Saturday, February 11, 2006

Another life lesson

People.....i need to talk.

Last 2 weeks had been a weird but rather meaningful for me. I had 2 weeks of surgical attachments where i learned lots about surgery and life.

This preceptor of mine, a chinese middle-aged surgeon, is a funny guy. He likes to joke with his patients, a typical "cina-ah-pek" but a smart one! lol!! He kept on reminding me how difficult it is to maintain a family as a papa surgeon, what more a mama surgeon. It did send chills to my spine after listening to stories and stuff but i felt that it's harder for me to leave it for something else. I don't know why i like surgery so much now. It's just as simple as I enjoy being a "surgeon" among other things!

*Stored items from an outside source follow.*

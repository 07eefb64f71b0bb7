//! Identifiers shared by the test fixtures.
//!
//! The ids mirror how the API assigns them: a tour guide's id equals the user id in
//! their access token.

/// User id of the tourist signed in by [`token::tourist`](crate::fixtures::token::tourist)
pub static TEST_TOURIST_ID: i64 = 1;

/// User id of the tour guide signed in by [`token::tour_guide`](crate::fixtures::token::tour_guide)
pub static TEST_GUIDE_ID: i64 = 7;

pub static TEST_ADMIN_ID: i64 = 42;

/// Expiry put into minted tokens, far enough in the future to never lapse during tests
pub static TEST_TOKEN_EXP: i64 = 4_102_444_800;
mod tours;

use mockito::Matcher;
use pearl::{model::trip::TripStatus, requests::TripRequests};
use pearl_test_utils::{fixtures::factory, prelude::*};
use serde_json::json;

use crate::util::client;

async fn guide_setup(pending: Vec<serde_json::Value>, active: bool) -> Result<TestSetup, TestError> {
    let mut test = TestSetup::new().await;

    let pending = test.with_json_endpoint(
        "GET",
        &format!("/trips/tour-guide/{}/pending", TEST_GUIDE_ID),
        200,
        &json!(pending),
        1,
    )?;
    let active = test.with_json_endpoint(
        "GET",
        &format!("/trips/tour-guide/{}/has-active-trip", TEST_GUIDE_ID),
        200,
        &json!({ "has_active_trip": active }),
        1,
    )?;
    test.mocks.extend([pending, active]);

    Ok(test)
}

#[tokio::test]
/// Expect accepting a request to remove it and block further acceptances
async fn accept_removes_request() -> Result<(), TestError> {
    let mut test = guide_setup(
        vec![
            factory::trip(5, TEST_TOURIST_ID, TEST_GUIDE_ID, "Pending"),
            factory::trip(6, 2, TEST_GUIDE_ID, "Pending"),
        ],
        false,
    )
    .await?;
    let update = test
        .server
        .mock("PATCH", "/trips/5/update-trip-status")
        .match_body(Matcher::Json(json!({ "tripStatus": "Accepted" })))
        .with_status(200)
        .with_header("content-type", "application/json")
        .with_body(factory::trip(5, TEST_TOURIST_ID, TEST_GUIDE_ID, "Accepted").to_string())
        .expect(1)
        .create();

    let api = client(&test, Some(&token::tour_guide()));
    let mut requests = TripRequests::default();
    let notices = requests.apply(TripRequests::fetch(&api, TEST_GUIDE_ID).await);

    assert!(notices.is_empty());
    assert_eq!(requests.pending.len(), 2);
    assert!(requests.can_accept());

    let notice = requests.decide(&api, 5, TripStatus::Accepted).await.unwrap();

    assert_eq!(notice.message, "Request has been accepted.");
    assert_eq!(requests.pending.iter().map(|t| t.id).collect::<Vec<_>>(), vec![6]);
    assert!(requests.has_active_trip);
    assert!(!requests.can_accept());

    // The second request can no longer be accepted
    assert!(requests.decide(&api, 6, TripStatus::Accepted).await.is_none());

    update.assert();
    test.assert_mocks();

    Ok(())
}

#[tokio::test]
/// Expect a guide with an active trip to still be able to reject requests
async fn reject_while_active() -> Result<(), TestError> {
    let mut test = guide_setup(
        vec![factory::trip(5, TEST_TOURIST_ID, TEST_GUIDE_ID, "Pending")],
        true,
    )
    .await?;
    let update = test
        .server
        .mock("PATCH", "/trips/5/update-trip-status")
        .match_body(Matcher::Json(json!({ "tripStatus": "Rejected" })))
        .with_status(200)
        .with_header("content-type", "application/json")
        .with_body(factory::trip(5, TEST_TOURIST_ID, TEST_GUIDE_ID, "Rejected").to_string())
        .expect(1)
        .create();

    let api = client(&test, Some(&token::tour_guide()));
    let mut requests = TripRequests::default();
    requests.apply(TripRequests::fetch(&api, TEST_GUIDE_ID).await);

    assert!(!requests.can_accept());
    assert!(requests.decide(&api, 5, TripStatus::Accepted).await.is_none());

    let notice = requests.decide(&api, 5, TripStatus::Rejected).await.unwrap();

    assert_eq!(notice.message, "Request has been rejected.");
    assert!(requests.pending.is_empty());

    update.assert();
    test.assert_mocks();

    Ok(())
}

#[tokio::test]
/// Expect a failed decision to keep the request listed
async fn failed_decision_keeps_request() -> Result<(), TestError> {
    let mut test = guide_setup(
        vec![factory::trip(5, TEST_TOURIST_ID, TEST_GUIDE_ID, "Pending")],
        false,
    )
    .await?;
    let update = test
        .server
        .mock("PATCH", "/trips/5/update-trip-status")
        .with_status(500)
        .with_body("boom")
        .expect(1)
        .create();

    let api = client(&test, Some(&token::tour_guide()));
    let mut requests = TripRequests::default();
    requests.apply(TripRequests::fetch(&api, TEST_GUIDE_ID).await);

    let notice = requests.decide(&api, 5, TripStatus::Accepted).await.unwrap();

    assert!(notice.is_error());
    assert_eq!(requests.pending.len(), 1);
    assert!(requests.deciding.is_none());
    assert!(!requests.has_active_trip);

    update.assert();
    test.assert_mocks();

    Ok(())
}
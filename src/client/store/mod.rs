pub mod notice;
pub mod session;
use dioxus::prelude::*;

/// Content area below the fixed navbar, optionally headed by a title
#[component]
pub fn Page(title: Option<String>, class: Option<&'static str>, children: Element) -> Element {
    let class = class.unwrap_or_default();

    rsx!(
        div {
            class: "min-h-screen pt-[64px] p-4 {class}",
            if let Some(title) = title {
                h1 { class: "text-2xl font-semibold mb-4",
                    "{title}"
                }
            }
            {children}
        }
    )
}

During my 2 weeks, I got to do loads. I operated, I rounded on patients alone, I managed a lot of things and I was also tired but I was feeling joyous. Now i understand why people can be workaholic, they probably unconsciously enjoying the satisfaction that their job offers or merely just for the sake of perfection.

I went into the rotation feeling challenged; i worked diligently, i gave my best ,hence, i conquered my evaluation. However, now i am feeling more inadequate knowing how much i should know to become a good surgeon. There's so much to read and learn. I do ponder how much personal time i will have when i am really stuck in this profession. This kind of thoughts has been running wild in my brain for the last 2 weeks (thanks to him!). I weighed and weighed, I still don't know what's best.

Residency matching is still not done, i might not even get a placement. If i succeed, I'll be stuck at a place far from home and friends again. It does make me feel sick to the stomach as i have to admit that the last one year hasn't been the best in my life. What more another 6 years. As eerie as it sounds, I wonder if this new love of mine will be able to make me forget and part with those factors again for another short period of time. He gave me a life example. I was compared and matched to someone with similar ideas and passion. That girl ain't going through her life without difficulties but he did not know what's in my mind whenever he talks about her. I admire her courage as even with all the rough going, she's still standing there. Moreover, Sandy has been the one i am looking up to all the time.

Anyway, who knows what might happen if i have to start internship elsewhere, i do not know how much the fire in me can continue to burn.